== Task requirements ==
Please print every record below exactly as it reads.

== Task data ==
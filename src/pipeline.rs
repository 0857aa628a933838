use crate::config::EtlConfig;
use crate::error::Result;
use crate::loader::{delimiter_byte, load_data};
use crate::storage::SqliteStore;
use crate::table::Table;
use crate::transform::{clean_data, CleanOptions};
use chrono::{DateTime, Utc};
use metrics::{counter, histogram};
use serde::Serialize;
use std::io::{self, Write};
use std::path::{Path, PathBuf};
use std::time::Instant;
use tracing::{info, instrument};
use uuid::Uuid;

/// Input and output locations for one run
#[derive(Debug, Clone, PartialEq, Eq)]
pub struct EtlPaths {
    pub messages: PathBuf,
    pub categories: PathBuf,
    pub database: PathBuf,
}

/// Result of a complete pipeline run
#[derive(Debug, Clone, Serialize)]
pub struct PipelineResult {
    pub run_id: Uuid,
    pub started_at: DateTime<Utc>,
    pub finished_at: DateTime<Utc>,
    pub messages_rows: usize,
    pub categories_rows: usize,
    pub joined_rows: usize,
    pub duplicate_rows: usize,
    pub written_rows: usize,
    pub columns: Vec<String>,
    pub table_name: String,
    pub database: String,
}

pub struct Pipeline;

impl Pipeline {
    /// Load, clean and persist in one pass, reporting progress on stdout.
    pub fn run(config: &EtlConfig, paths: &EtlPaths) -> Result<PipelineResult> {
        Self::run_with_progress(config, paths, &mut io::stdout())
    }

    /// Same as [`Pipeline::run`] with the progress lines sent to `progress`.
    /// Any stage failure aborts the run.
    #[instrument(skip(config, paths, progress), fields(database = %paths.database.display()))]
    pub fn run_with_progress(
        config: &EtlConfig,
        paths: &EtlPaths,
        progress: &mut dyn Write,
    ) -> Result<PipelineResult> {
        config.validate()?;
        let run_id = Uuid::new_v4();
        let started_at = Utc::now();

        writeln!(
            progress,
            "Loading data...\n    MESSAGES: {}\n    CATEGORIES: {}",
            paths.messages.display(),
            paths.categories.display()
        )?;
        let stage = Instant::now();
        let (joined, loaded) =
            load_data(&paths.messages, &paths.categories, delimiter_byte(config.delimiter)?)?;
        record_stage("load", stage);
        counter!("etl_rows_loaded_total", "source" => "messages").increment(loaded.messages as u64);
        counter!("etl_rows_loaded_total", "source" => "categories").increment(loaded.categories as u64);
        counter!("etl_rows_joined_total").increment(joined.len() as u64);
        let joined_rows = joined.len();

        writeln!(progress, "Cleaning data...")?;
        let stage = Instant::now();
        let expanded_rows = joined.len();
        let cleaned = clean_data(
            joined,
            CleanOptions {
                separator: config.category_separator,
                indicators: config.indicators,
            },
        )?;
        record_stage("clean", stage);
        let duplicate_rows = expanded_rows - cleaned.len();
        counter!("etl_duplicate_rows_total").increment(duplicate_rows as u64);

        writeln!(progress, "Saving data...\n    DATABASE: {}", paths.database.display())?;
        let stage = Instant::now();
        let written_rows = persist(&cleaned, &paths.database, config)?;
        record_stage("persist", stage);
        counter!("etl_rows_written_total").increment(written_rows as u64);

        writeln!(progress, "Cleaned data saved to database!")?;

        Ok(PipelineResult {
            run_id,
            started_at,
            finished_at: Utc::now(),
            messages_rows: loaded.messages,
            categories_rows: loaded.categories,
            joined_rows,
            duplicate_rows,
            written_rows,
            columns: cleaned.columns().to_vec(),
            table_name: config.table_name.clone(),
            database: paths.database.display().to_string(),
        })
    }
}

fn persist(table: &Table, database: &Path, config: &EtlConfig) -> Result<usize> {
    let mut store = SqliteStore::open(database)?;
    let written = store.write_table(table, &config.table_name, config.if_exists)?;
    let stored = store.row_count(&config.table_name)?;
    info!(written, stored, table = %config.table_name, "Persisted cleaned data");
    Ok(written)
}

fn record_stage(stage: &'static str, started: Instant) {
    let elapsed = started.elapsed().as_secs_f64();
    histogram!("etl_stage_duration_seconds", "stage" => stage).record(elapsed);
    info!(stage, elapsed_secs = elapsed, "Stage finished");
}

== Answer to the exercise ==
filename src/pipeline.rs
repository 0857aa628a933838
use crate::config::EtlConfig;
use crate::error::Result;
use crate::loader::{delimiter_byte, load_data};
use crate::storage::SqliteStore;
use crate::table::Table;
use crate::transform::{clean_data, CleanOptions};
use chrono::{DateTime, Utc};
use metrics::{counter, histogram};
use serde::Serialize;
use std::io::{self, Write};
use std::path::{Path, PathBuf};
use std::time::Instant;
use tracing::{info, instrument};
use uuid::Uuid;

/// Input and output locations for one run
#[derive(Debug, Clone, PartialEq, Eq)]
pub struct EtlPaths {
    pub messages: PathBuf,
    pub categories: PathBuf,
    pub database: PathBuf,
}

/// Result of a complete pipeline run
#[derive(Debug, Clone, Serialize)]
pub struct PipelineResult {
    pub run_id: Uuid,
    pub started_at: DateTime<Utc>,
    pub finished_at: DateTime<Utc>,
    pub messages_rows: usize,
    pub categories_rows: usize,
    pub joined_rows: usize,
    pub duplicate_rows: usize,
    pub written_rows: usize,
    pub columns: Vec<String>,
    pub table_name: String,
    pub database: String,
}

pub struct Pipeline;

impl Pipeline {
    /// Load, clean and persist in one pass, reporting progress on stdout.
    pub fn run(config: &EtlConfig, paths: &EtlPaths) -> Result<PipelineResult> {
        Self::run_with_progress(config, paths, &mut io::stdout())
    }

    /// Same as [`Pipeline::run`] with the progress lines sent to `progress`.
    /// Any stage failure aborts the run.
    #[instrument(skip(config, paths, progress), fields(database = %paths.database.display()))]
    pub fn run_with_progress(
        config: &EtlConfig,
        paths: &EtlPaths,
        progress: &mut dyn Write,
    ) -> Result<PipelineResult> {
        config.validate()?;
        let run_id = Uuid::new_v4();
        let started_at = Utc::now();

        writeln!(
            progress,
            "Loading data...\n    MESSAGES: {}\n    CATEGORIES: {}",
            paths.messages.display(),
            paths.categories.display()
        )?;
        let stage = Instant::now();
        let (joined, loaded) =
            load_data(&paths.messages, &paths.categories, delimiter_byte(config.delimiter)?)?;
        record_stage("load", stage);
        counter!("etl_rows_loaded_total", "source" => "messages").increment(loaded.messages as u64);
        counter!("etl_rows_loaded_total", "source" => "categories").increment(loaded.categories as u64);
        counter!("etl_rows_joined_total").increment(joined.len() as u64);
        let joined_rows = joined.len();

        writeln!(progress, "Cleaning data...")?;
        let stage = Instant::now();
        let expanded_rows = joined.len();
        let cleaned = clean_data(
            joined,
            CleanOptions {
                separator: config.category_separator,
                indicators: config.indicators,
            },
        )?;
        record_stage("clean", stage);
        let duplicate_rows = expanded_rows - cleaned.len();
        counter!("etl_duplicate_rows_total").increment(duplicate_rows as u64);

        writeln!(progress, "Saving data...\n    DATABASE: {}", paths.database.display())?;
        let stage = Instant::now();
        let written_rows = persist(&cleaned, &paths.database, config)?;
        record_stage("persist", stage);
        counter!("etl_rows_written_total").increment(written_rows as u64);

        writeln!(progress, "Cleaned data saved to database!")?;

        Ok(PipelineResult {
            run_id,
            started_at,
            finished_at: Utc::now(),
            messages_rows: loaded.messages,
            categories_rows: loaded.categories,
            joined_rows,
            duplicate_rows,
            written_rows,
            columns: cleaned.columns().to_vec(),
            table_name: config.table_name.clone(),
            database: paths.database.display().to_string(),
        })
    }
}

fn persist(table: &Table, database: &Path, config: &EtlConfig) -> Result<usize> {
    let mut store = SqliteStore::open(database)?;
    let written = store.write_table(table, &config.table_name, config.if_exists)?;
    let stored = store.row_count(&config.table_name)?;
    info!(written, stored, table = %config.table_name, "Persisted cleaned data");
    Ok(written)
}

fn record_stage(stage: &'static str, started: Instant) {
    let elapsed = started.elapsed().as_secs_f64();
    histogram!("etl_stage_duration_seconds", "stage" => stage).record(elapsed);
    info!(stage, elapsed_secs = elapsed, "Stage finished");
}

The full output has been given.